§ **Assignment**: In the listing below, transcribe the line that contains "mod mission;" and all lines following it, ending with the last line. Add nothing.

§ **Task input**:
---
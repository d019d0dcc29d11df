//! Model builders.
//!
//! Each builder translates domain data into an [`LpModel`]: typed
//! variables, tagged linear constraints and an objective. The builder is
//! used in three steps:
//!
//! 1. `build()` validates the input and returns the model together with
//!    handles to its variables. Malformed input fails here, before any
//!    solver call.
//! 2. [`solve`](crate::lp::solve) runs the model on a [`Solver`](crate::lp::Solver).
//! 3. `interpret()` turns the solution into a domain plan. A plan always
//!    carries a status; assignment-derived fields are empty or `None`
//!    when the status admits no feasible point.
//!
//! `solve()` on each builder chains the three.
//!
//! | Builder | Variables | Objective |
//! |---------|-----------|-----------|
//! | [`RoutingBuilder`] | flow (continuous), used (binary) per edge | min cost / latency / weighted |
//! | [`EvacuationBuilder`] | flow (integer), used (binary) per edge; t per sink; t_max | max flow vs. time |
//! | [`MissionBuilder`] | start indicator per (mission, instant) | max priority |
//! | [`StaffingBuilder`] | hire per candidate; assign per (candidate, day, shift) | min hire cost |
//! | [`ProductionBuilder`] | quantity (continuous) per product | max profit |
//!
//! [`LpModel`]: crate::lp::LpModel

mod evacuation;
mod mission;
mod production;
mod routing;
mod staffing;

pub use evacuation::{EvacuationBuilder, EvacuationModel, EvacuationOptions, EvacuationPlan};
pub use mission::{MissionBuilder, MissionModel, MissionPlan};
pub use production::{ProductionBuilder, ProductionModel, ProductionPlan};
pub use routing::{ObjectiveKind, RoutingBuilder, RoutingModel, RoutingOptions, RoutingPlan};
pub use staffing::{StaffingBuilder, StaffingModel, StaffingPlan, StaffingRules};

use crate::lp::{LinearExpr, SolverStatus, VarId};
use crate::models::FlowNetwork;

/// `outflow - inflow` at `node`, over per-edge flow variables.
fn net_outflow(network: &FlowNetwork, flow: &[VarId], node: &str) -> LinearExpr {
    let mut expr = LinearExpr::new();
    for i in network.outgoing(node) {
        expr.add_term(flow[i], 1.0);
    }
    for i in network.incoming(node) {
        expr.add_term(flow[i], -1.0);
    }
    expr
}

/// Message for a plan without an assignment.
fn no_solution_message(status: SolverStatus, hint: &str) -> Option<String> {
    if status.admits_assignment() {
        return None;
    }
    Some(match status {
        SolverStatus::Infeasible => format!("No feasible solution: {hint}"),
        other => format!("No solution available (solver status: {other})."),
    })
}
---
§ **Solved exercise**:
mod mission;
mod production;
mod routing;
mod staffing;

pub use evacuation::{EvacuationBuilder, EvacuationModel, EvacuationOptions, EvacuationPlan};
pub use mission::{MissionBuilder, MissionModel, MissionPlan};
pub use production::{ProductionBuilder, ProductionModel, ProductionPlan};
pub use routing::{ObjectiveKind, RoutingBuilder, RoutingModel, RoutingOptions, RoutingPlan};
pub use staffing::{StaffingBuilder, StaffingModel, StaffingPlan, StaffingRules};

use crate::lp::{LinearExpr, SolverStatus, VarId};
use crate::models::FlowNetwork;

/// `outflow - inflow` at `node`, over per-edge flow variables.
fn net_outflow(network: &FlowNetwork, flow: &[VarId], node: &str) -> LinearExpr {
    let mut expr = LinearExpr::new();
    for i in network.outgoing(node) {
        expr.add_term(flow[i], 1.0);
    }
    for i in network.incoming(node) {
        expr.add_term(flow[i], -1.0);
    }
    expr
}

/// Message for a plan without an assignment.
fn no_solution_message(status: SolverStatus, hint: &str) -> Option<String> {
    if status.admits_assignment() {
        return None;
    }
    Some(match status {
        SolverStatus::Infeasible => format!("No feasible solution: {hint}"),
        other => format!("No solution available (solver status: {other})."),
    })
}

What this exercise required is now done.